TASK STATEMENT:
Search the entries below for the word "CustomizerError" and copy every line where it appears.

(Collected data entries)
◇ ◇ ◇

//! Customizer session for UI integration.
//! Owns every component of one customizer instance and routes host events
//! through them.
//!
//! This module is split into submodules for better organization:
//! - `elements`: Upload, property edits, delete, duplicate, zone switching
//! - `input`: Pointer and wheel gestures
//! - `baking`: Tick, preview projection, texture bakes

mod baking;
mod elements;
mod input;

pub use baking::PreviewSink;
pub use elements::UploadedImage;

use crate::design_store::{DesignStore, PlacementRules};
use crate::interaction::InteractionMachine;
use crate::model::DesignId;
use crate::renderer::{BakeReport, RenderBackend, TextureBaker};
use crate::scheduler::UpdateScheduler;
use crate::selection_manager::{
    ListenerHandle, ObserverRole, SelectionChange, SelectionListener, SelectionManager,
};
use garmentkit_core::{CustomizerError, PixelRect, Zone};
use garmentkit_settings::Config;

/// One customizer instance: store, selection, gestures, scheduling and baking.
///
/// All state lives here rather than in globals, so several sessions can
/// coexist (e.g. in tests). The session is single-threaded; the host calls
/// it from its UI event loop and drives time through [`CustomizerSession::tick`].
pub struct CustomizerSession {
    store: DesignStore,
    selection: SelectionManager,
    interaction: InteractionMachine,
    scheduler: UpdateScheduler,
    baker: TextureBaker,
    backend: Box<dyn RenderBackend>,
    preview_sink: Option<Box<dyn PreviewSink>>,
    current_zone: Zone,
    panel: Option<PixelRect>,
    last_report: Option<BakeReport>,
}

impl CustomizerSession {
    /// Creates a session with default settings.
    pub fn new(backend: Box<dyn RenderBackend>) -> Self {
        Self::from_config(&Config::default(), backend)
    }

    /// Creates a session from configuration.
    ///
    /// An invalid configuration is logged and replaced by the defaults so a
    /// bad settings file never prevents the customizer from starting.
    pub fn from_config(config: &Config, backend: Box<dyn RenderBackend>) -> Self {
        let fallback;
        let config = match config.validate() {
            Ok(()) => config,
            Err(e) => {
                tracing::warn!("Invalid customizer config, using defaults: {}", e);
                fallback = Config::default();
                &fallback
            }
        };

        Self {
            store: DesignStore::new(PlacementRules::from_config(config)),
            selection: SelectionManager::new(),
            interaction: InteractionMachine::new(
                config.interaction.wheel_zoom_in,
                config.interaction.wheel_zoom_out,
            ),
            scheduler: UpdateScheduler::from_settings(&config.scheduling),
            baker: TextureBaker::from_settings(&config.baking),
            backend,
            preview_sink: None,
            current_zone: Zone::Front,
            panel: None,
            last_report: None,
        }
    }

    pub fn store(&self) -> &DesignStore {
        &self.store
    }

    pub fn interaction(&self) -> &InteractionMachine {
        &self.interaction
    }

    pub fn scheduler(&self) -> &UpdateScheduler {
        &self.scheduler
    }

    pub fn current_zone(&self) -> Zone {
        self.current_zone
    }

    pub fn selected_id(&self) -> Option<DesignId> {
        self.selection.selected_id()
    }

    pub fn panel_rect(&self) -> Option<PixelRect> {
        self.panel
    }

    /// Updates the editing panel's bounding rectangle (e.g. from a resize observer).
    ///
    /// A degenerate rectangle is kept but logged; gestures and previews
    /// abort until a usable size arrives.
    pub fn set_panel_rect(&mut self, rect: PixelRect) {
        if rect.is_degenerate() {
            tracing::debug!("Panel reported degenerate size {}x{}", rect.width, rect.height);
        }
        self.panel = Some(rect);
        self.scheduler.request_preview();
    }

    /// Selects an element (or nothing). Unknown ids are ignored.
    pub fn select(&mut self, id: Option<DesignId>) {
        match id {
            Some(id) if !self.store.contains(id) => {
                tracing::warn!("Ignoring selection of unknown design {}", id);
            }
            _ => {
                if self.selection.select(id) {
                    self.scheduler.request_preview();
                }
            }
        }
    }

    /// Subscribes to selection changes. Runs after the built-in views.
    pub fn on_selection_changed<F>(&mut self, callback: F) -> ListenerHandle
    where
        F: FnMut(SelectionChange) + 'static,
    {
        self.selection.on_selection_changed(callback)
    }

    /// Registers one of the built-in views (overlay, panel, 3D highlight).
    pub fn register_view(
        &mut self,
        role: ObserverRole,
        listener: Box<dyn SelectionListener>,
    ) -> ListenerHandle {
        self.selection.register(role, listener)
    }

    pub fn unregister(&mut self, handle: ListenerHandle) -> bool {
        self.selection.unregister(handle)
    }

    /// Report of the most recent bake pass.
    pub fn last_bake_report(&self) -> Option<&BakeReport> {
        self.last_report.as_ref()
    }
}

/// Transient failures recover on the next trigger and stay at debug level.
fn failure_level(err: &CustomizerError) -> tracing::Level {
    if err.is_transient() {
        tracing::Level::DEBUG
    } else {
        tracing::Level::WARN
    }
}

fn log_failure(context: &str, err: &CustomizerError) {
    if failure_level(err) == tracing::Level::DEBUG {
        tracing::debug!("{}: {}", context, err);
    } else {
        tracing::warn!("{}: {}", context, err);
    }
}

◇ ◇ ◇

SOLUTION:
use garmentkit_core::{CustomizerError, PixelRect, Zone};
fn failure_level(err: &CustomizerError) -> tracing::Level {
fn log_failure(context: &str, err: &CustomizerError) {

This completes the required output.